Cook County, Ill., prosecutors convicted Alton Logan, 55, for the Jan. 11, 1982, murder of Lloyd Wickliffe, a security guard working at a McDonald’s on Chicago’s far South Side. Police arrested Logan, then 28, and Edgar Hope a month after the killing, based on identifications made by a second security guard, who was wounded in the shooting.

A few days after their arrest, police also arrested Andrew Wilson for shooting to death two Chicago police officers. Hope told his lawyer that he and Wilson, not Logan, committed the murder at McDonald’s.

Dale Coventry and Jamie Kunz, Wilson’s public defenders, confronted Wilson, who admitted that he shot and killed one security guard and wounded the other guard, according to the Northwestern University Center for Wrongful Convictions.

Coventry and Kunz, however, did not reveal Wilson’s confession because of attorney-client privilege. The lawyers prepared a notarized affidavit and locked it in a box. Wilson died in prison on Nov. 19, 2007.

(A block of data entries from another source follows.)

//! Simulator export interface
//!
//! Connects a [`FunctionRegistry`](flightdeck_functions::FunctionRegistry) to
//! the exporter script running inside the simulator:
//!
//! - Datagram framing and the `C`/`D`/`M` outbound requests
//! - Bounded retry of driver and module load requests
//! - Heartbeat tracking, reset on disconnect, and driver synchronization
//! - A tokio service that owns the interface and serializes all access
//! - YAML/JSON panel profiles

#![deny(unsafe_op_in_unsafe_fn)]
#![deny(clippy::unwrap_used)]

pub mod alert;
pub mod config;
pub mod error;
pub mod framing;
pub mod interface;
pub mod monitor;
pub mod profile;
pub mod protocol;
pub mod retry;
pub mod service;
pub mod transport;

pub use alert::{decode_alert, encode_alert};
pub use config::{InterfaceConfig, InterfaceConfigBuilder};
pub use error::{InterfaceError, InterfaceResult};
pub use framing::{ControlRequest, InboundPair, parse_datagram};
pub use interface::{ActionReport, ExportInterface, InterfaceEvent, InterfaceStatus, ValueSnapshot};
pub use monitor::{ConnectionMonitor, ConnectionState};
pub use profile::Profile;
pub use protocol::{ExportProtocol, ManualScheduler, RequestKind, RetryScheduler};
pub use retry::{RetriedRequest, RetryState, TickOutcome};
pub use service::{InterfaceHandle, InterfaceService, ServiceMessage, TokioRetryScheduler};
pub use transport::{MemoryTransport, Transport, UdpTransport};
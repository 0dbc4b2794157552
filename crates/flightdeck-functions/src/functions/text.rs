//! Text displays (scratchpads, UFC windows, radio readouts).

use serde::{Deserialize, Serialize};

use crate::binding::{BindingValue, BindingValueUnit, ValueDescriptor};
use crate::context::{ChangeOrigin, Notifications, ValueSlot};
use crate::element::DataElement;
use crate::error::FunctionResult;
use crate::function::{FunctionIdentity, NetworkFunction};
use crate::functions::require_element;

/// Line separator used by the exporter, since the framing reserves newlines.
const LINE_SEPARATOR: &str = "::";

#[derive(Debug, Clone, PartialEq, Serialize, Deserialize)]
pub struct TextConfig {
    #[serde(flatten)]
    pub identity: FunctionIdentity,
    pub element: DataElement,
}

#[derive(Debug)]
pub struct Text {
    identity: FunctionIdentity,
    element: DataElement,
    value: ValueSlot,
}

impl Text {
    /// # Errors
    ///
    /// Fails for blank names or element id.
    pub fn new(config: TextConfig) -> FunctionResult<Self> {
        let TextConfig { identity, element } = config;
        identity.validate()?;
        require_element(&identity, &element)?;
        let value = ValueSlot::new(identity.address(), BindingValueUnit::Text, "Displayed text");
        Ok(Self {
            identity,
            element,
            value,
        })
    }
}

impl NetworkFunction for Text {
    fn identity(&self) -> &FunctionIdentity {
        &self.identity
    }

    fn data_elements(&self) -> Vec<DataElement> {
        vec![self.element.clone()]
    }

    fn process_network_data(&mut self, id: &str, value: &str, notifications: &mut Notifications) {
        if id == self.element.id {
            let text = value.replace(LINE_SEPARATOR, "\n");
            self.value
                .set(text.into(), ChangeOrigin::Network, notifications);
        }
    }

    fn reset(&mut self, notifications: &mut Notifications) {
        self.value.clear(notifications);
    }

    fn values(&self) -> Vec<(ValueDescriptor, BindingValue)> {
        vec![(self.value.descriptor().clone(), self.value.get().clone())]
    }
}
impl NetworkFunction for Switch {
    fn identity(&self) -> &FunctionIdentity {
        &self.identity
    }

    fn data_elements(&self) -> Vec<DataElement> {
        vec![self.element.clone()]
    }

    fn process_network_data(&mut self, id: &str, value: &str, notifications: &mut Notifications) {
        if id == self.element.id {
            self.decode(value, notifications);
        }
    }

    fn reset(&mut self, notifications: &mut Notifications) {
        self.clear(notifications);
    }

    fn values(&self) -> Vec<(ValueDescriptor, BindingValue)> {
        vec![self.value_entry()]
    }

    fn actions(&self) -> Vec<ActionDescriptor> {
        self.action_list()
    }

    fn execute(
        &mut self,
        action: ActionKind,
        parameter: &BindingValue,
        context: &mut ActionContext<'_>,
    ) -> ActionOutcome {
        self.run(action, parameter, context)
    }
}
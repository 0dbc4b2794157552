//! Switch under a protective cover.

use std::fmt;
use std::str::FromStr;

use serde::{Deserialize, Serialize};

use crate::binding::{
    ActionDescriptor, ActionKind, BindingValue, BindingValueUnit, ValueDescriptor,
};
use crate::context::{ActionContext, ActionOutcome, ChangeOrigin, Notifications, ValueSlot};
use crate::element::DataElement;
use crate::error::{FunctionError, FunctionResult};
use crate::function::{FunctionIdentity, NetworkFunction};
use crate::functions::switch::{Switch, SwitchConfig};
use crate::functions::{describe, require_element, require_text};
use crate::wire::{WireCommand, WireScalar};

#[derive(Debug, Clone, Copy, PartialEq, Eq, Hash, Serialize, Deserialize)]
#[serde(rename_all = "snake_case")]
pub enum GuardPosition {
    Up,
    Down,
}

impl GuardPosition {
    pub fn is_up(self) -> bool {
        self == GuardPosition::Up
    }

    pub fn toggled(self) -> Self {
        match self {
            GuardPosition::Up => GuardPosition::Down,
            GuardPosition::Down => GuardPosition::Up,
        }
    }
}

impl fmt::Display for GuardPosition {
    fn fmt(&self, f: &mut fmt::Formatter<'_>) -> fmt::Result {
        f.write_str(match self {
            GuardPosition::Up => "up",
            GuardPosition::Down => "down",
        })
    }
}

impl FromStr for GuardPosition {
    type Err = FunctionError;

    fn from_str(s: &str) -> Result<Self, Self::Err> {
        match s.trim().to_ascii_lowercase().as_str() {
            "up" | "open" => Ok(GuardPosition::Up),
            "down" | "closed" => Ok(GuardPosition::Down),
            _ => Err(FunctionError::InvalidAddress(s.to_string())),
        }
    }
}

/// The cover: its own element, action and the two wire values.
#[derive(Debug, Clone, PartialEq, Serialize, Deserialize)]
pub struct GuardConfig {
    pub element: DataElement,
    pub action_id: String,
    pub up_value: WireScalar,
    pub down_value: WireScalar,
}

#[derive(Debug, Clone, PartialEq, Serialize, Deserialize)]
pub struct GuardedSwitchConfig {
    #[serde(flatten)]
    pub switch: SwitchConfig,
    pub guard: GuardConfig,
}

#[derive(Debug)]
pub struct GuardedSwitch {
    switch: Switch,
    guard: GuardConfig,
    position: Option<GuardPosition>,
    value: ValueSlot,
}

impl GuardedSwitch {
    /// # Errors
    ///
    /// Fails when the inner switch is invalid, the guard action is blank, or
    /// the guard shares the switch's element.
    pub fn new(config: GuardedSwitchConfig) -> FunctionResult<Self> {
        let GuardedSwitchConfig { switch, guard } = config;
        let identity = switch.identity.clone();
        require_element(&identity, &guard.element)?;
        require_text(&identity, "guard.action_id", &guard.action_id)?;
        if guard.element.id == switch.element.id {
            return Err(FunctionError::RepeatedElementId {
                function: identity.local_key(),
                id: guard.element.id.clone(),
            });
        }

        let switch = Switch::new(switch)?;
        let value = ValueSlot::new(
            switch.identity().sub_address("guard"),
            BindingValueUnit::Boolean,
            "Guard is up (open)",
        );
        Ok(Self {
            switch,
            guard,
            position: None,
            value,
        })
    }

    pub fn guard_position(&self) -> Option<GuardPosition> {
        self.position
    }

    pub fn switch(&self) -> &Switch {
        &self.switch
    }

    fn decode_guard(&mut self, value: &str, notifications: &mut Notifications) {
        let position = if self.guard.up_value.matches_str(value) {
            GuardPosition::Up
        } else if self.guard.down_value.matches_str(value) {
            GuardPosition::Down
        } else {
            return;
        };
        self.position = Some(position);
        self.value
            .set(position.is_up().into(), ChangeOrigin::Network, notifications);
    }

    fn move_guard(&mut self, position: GuardPosition, context: &mut ActionContext<'_>) {
        let wire = match position {
            GuardPosition::Up => &self.guard.up_value,
            GuardPosition::Down => &self.guard.down_value,
        };
        context.outbox.send(WireCommand::new(
            self.switch.device_id(),
            &self.guard.action_id,
            wire.as_str(),
        ));
        self.position = Some(position);
        self.value
            .set(position.is_up().into(), ChangeOrigin::Action, context.notifications);
    }

    fn resolve_guard(parameter: &BindingValue) -> Option<GuardPosition> {
        if let BindingValue::Text(text) = parameter
            && let Ok(position) = text.parse::<GuardPosition>()
        {
            return Some(position);
        }
        parameter.as_bool().map(|up| {
            if up {
                GuardPosition::Up
            } else {
                GuardPosition::Down
            }
        })
    }

    fn autoguard_set(
        &mut self,
        parameter: &BindingValue,
        context: &mut ActionContext<'_>,
    ) -> ActionOutcome {
        let Some(index) = self.switch.resolve_position(parameter) else {
            return ActionOutcome::ignored(format!(
                "{} cannot set position '{parameter}'",
                self.switch.identity()
            ));
        };
        // Unknown guard state is treated as closed.
        if self.position != Some(GuardPosition::Up) {
            self.move_guard(GuardPosition::Up, context);
        }
        self.switch.set_position(index, context)
    }
}

impl NetworkFunction for GuardedSwitch {
    fn identity(&self) -> &FunctionIdentity {
        self.switch.identity()
    }

    fn data_elements(&self) -> Vec<DataElement> {
        vec![self.switch.element().clone(), self.guard.element.clone()]
    }

    fn process_network_data(&mut self, id: &str, value: &str, notifications: &mut Notifications) {
        if id == self.guard.element.id {
            self.decode_guard(value, notifications);
        } else if id == self.switch.element().id {
            self.switch.decode(value, notifications);
        }
    }

    fn reset(&mut self, notifications: &mut Notifications) {
        self.switch.clear(notifications);
        self.position = None;
        self.value.clear(notifications);
    }

    fn values(&self) -> Vec<(ValueDescriptor, BindingValue)> {
        vec![
            self.switch.value_entry(),
            (self.value.descriptor().clone(), self.value.get().clone()),
        ]
    }

    fn actions(&self) -> Vec<ActionDescriptor> {
        let identity = self.switch.identity();
        let mut actions = self.switch.action_list();
        actions.extend([
            identity.action(
                ActionKind::AutoguardSet,
                Some(BindingValueUnit::Position),
                describe(identity, "Open guard and set"),
            ),
            identity.action(
                ActionKind::SetGuard,
                Some(BindingValueUnit::Boolean),
                describe(identity, "Set guard of"),
            ),
            identity.action(
                ActionKind::ToggleGuard,
                None,
                describe(identity, "Toggle guard of"),
            ),
        ]);
        actions
    }

    fn execute(
        &mut self,
        action: ActionKind,
        parameter: &BindingValue,
        context: &mut ActionContext<'_>,
    ) -> ActionOutcome {
        match action {
            ActionKind::AutoguardSet => self.autoguard_set(parameter, context),
            ActionKind::SetGuard => match Self::resolve_guard(parameter) {
                Some(position) => {
                    self.move_guard(position, context);
                    ActionOutcome::Executed
                }
                None => ActionOutcome::ignored(format!(
                    "{} cannot set guard to '{parameter}'",
                    self.switch.identity()
                )),
            },
            ActionKind::ToggleGuard => {
                // Unknown guard state is treated as closed.
                let next = self.position.unwrap_or(GuardPosition::Down).toggled();
                self.move_guard(next, context);
                ActionOutcome::Executed
            }
            other => self.switch.run(other, parameter, context),
        }
    }
}

#[cfg(test)]
mod tests {
    use super::*;
    use crate::context::Outbox;
    use crate::functions::switch::SwitchPosition;

    type TestResult = Result<(), Box<dyn std::error::Error>>;

    fn master_arm() -> FunctionResult<GuardedSwitch> {
        GuardedSwitch::new(GuardedSwitchConfig {
            switch: SwitchConfig {
                identity: FunctionIdentity::new("Armament", "Master Arm"),
                device_id: "12".to_string(),
                element: DataElement::new("509"),
                action_id: Some("3001".to_string()),
                positions: vec![
                    SwitchPosition::new("1", "Arm"),
                    SwitchPosition::new("0", "Safe"),
                ],
                pulse: None,
            },
            guard: GuardConfig {
                element: DataElement::new("508"),
                action_id: "3002".to_string(),
                up_value: "1".into(),
                down_value: "0".into(),
            },
        })
    }

    fn act(
        function: &mut GuardedSwitch,
        action: ActionKind,
        parameter: BindingValue,
    ) -> (ActionOutcome, Vec<String>) {
        let mut notes = Notifications::new();
        let mut outbox = Outbox::new();
        let outcome = {
            let mut ctx = ActionContext::new(&mut notes, &mut outbox);
            function.execute(action, &parameter, &mut ctx)
        };
        (outcome, outbox.lines())
    }

    #[test]
    fn test_autoguard_opens_cover_first() -> TestResult {
        let mut function = master_arm()?;
        let mut notes = Notifications::new();
        function.process_network_data("508", "0", &mut notes);
        assert_eq!(function.guard_position(), Some(GuardPosition::Down));

        let (outcome, lines) = act(&mut function, ActionKind::AutoguardSet, "Arm".into());
        assert!(outcome.is_executed());
        assert_eq!(lines, vec!["C12,3002,1", "C12,3001,1"]);
        assert_eq!(function.guard_position(), Some(GuardPosition::Up));

        let (_, lines) = act(&mut function, ActionKind::AutoguardSet, 2.0.into());
        assert_eq!(lines, vec!["C12,3001,0"]);
        Ok(())
    }

    #[test]
    fn test_autoguard_lifts_unknown_guard() -> TestResult {
        let mut function = master_arm()?;
        assert_eq!(function.guard_position(), None);
        let (outcome, lines) = act(&mut function, ActionKind::AutoguardSet, "Arm".into());
        assert!(outcome.is_executed());
        assert_eq!(lines, vec!["C12,3002,1", "C12,3001,1"]);
        Ok(())
    }

    #[test]
    fn test_guard_and_switch_decode_independently() -> TestResult {
        let mut function = master_arm()?;
        let mut notes = Notifications::new();
        function.process_network_data("509", "1.0", &mut notes);
        function.process_network_data("508", "1", &mut notes);
        function.process_network_data("508", "0.5", &mut notes);
        assert_eq!(function.switch().position(), Some(0));
        assert_eq!(function.guard_position(), Some(GuardPosition::Up));
        Ok(())
    }

    #[test]
    fn test_set_and_toggle_guard() -> TestResult {
        let mut function = master_arm()?;
        let (_, lines) = act(&mut function, ActionKind::ToggleGuard, BindingValue::Empty);
        assert_eq!(lines, vec!["C12,3002,1"]);
        let (_, lines) = act(&mut function, ActionKind::SetGuard, "down".into());
        assert_eq!(lines, vec!["C12,3002,0"]);
        let (outcome, lines) = act(&mut function, ActionKind::SetGuard, "sideways".into());
        assert!(!outcome.is_executed());
        assert!(lines.is_empty());
        Ok(())
    }

    #[test]
    fn test_reset_clears_guard() -> TestResult {
        let mut function = master_arm()?;
        let mut notes = Notifications::new();
        function.process_network_data("508", "1", &mut notes);
        function.reset(&mut notes);
        assert_eq!(function.guard_position(), None);
        assert!(function.values().iter().all(|(_, v)| v.is_empty()));
        Ok(())
    }

    #[test]
    fn test_rejects_shared_element() {
        let result = GuardedSwitch::new(GuardedSwitchConfig {
            switch: SwitchConfig {
                identity: FunctionIdentity::new("A", "B"),
                device_id: "1".to_string(),
                element: DataElement::new("7"),
                action_id: Some("1".to_string()),
                positions: vec![SwitchPosition::new("1", "On")],
                pulse: None,
            },
            guard: GuardConfig {
                element: DataElement::new("7"),
                action_id: "2".to_string(),
                up_value: "1".into(),
                down_value: "0".into(),
            },
        });
        assert!(matches!(
            result,
            Err(FunctionError::RepeatedElementId { .. })
        ));
    }
}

Coventry and Kunz then revealed their information and in 2008, Logan was released from prison. Cook County prosecutors, however, threatened to try him again for Wickliffe’s murder. The prosecutors later dropped the threat, according to the Center for Wrongful Convictions.

In 2009, Cook County Circuit Court Judge Paul Biebel, Jr., issued Logan a certificate of innocence, which will allow him to receive compensation from the state for the years he spent in prison and job training.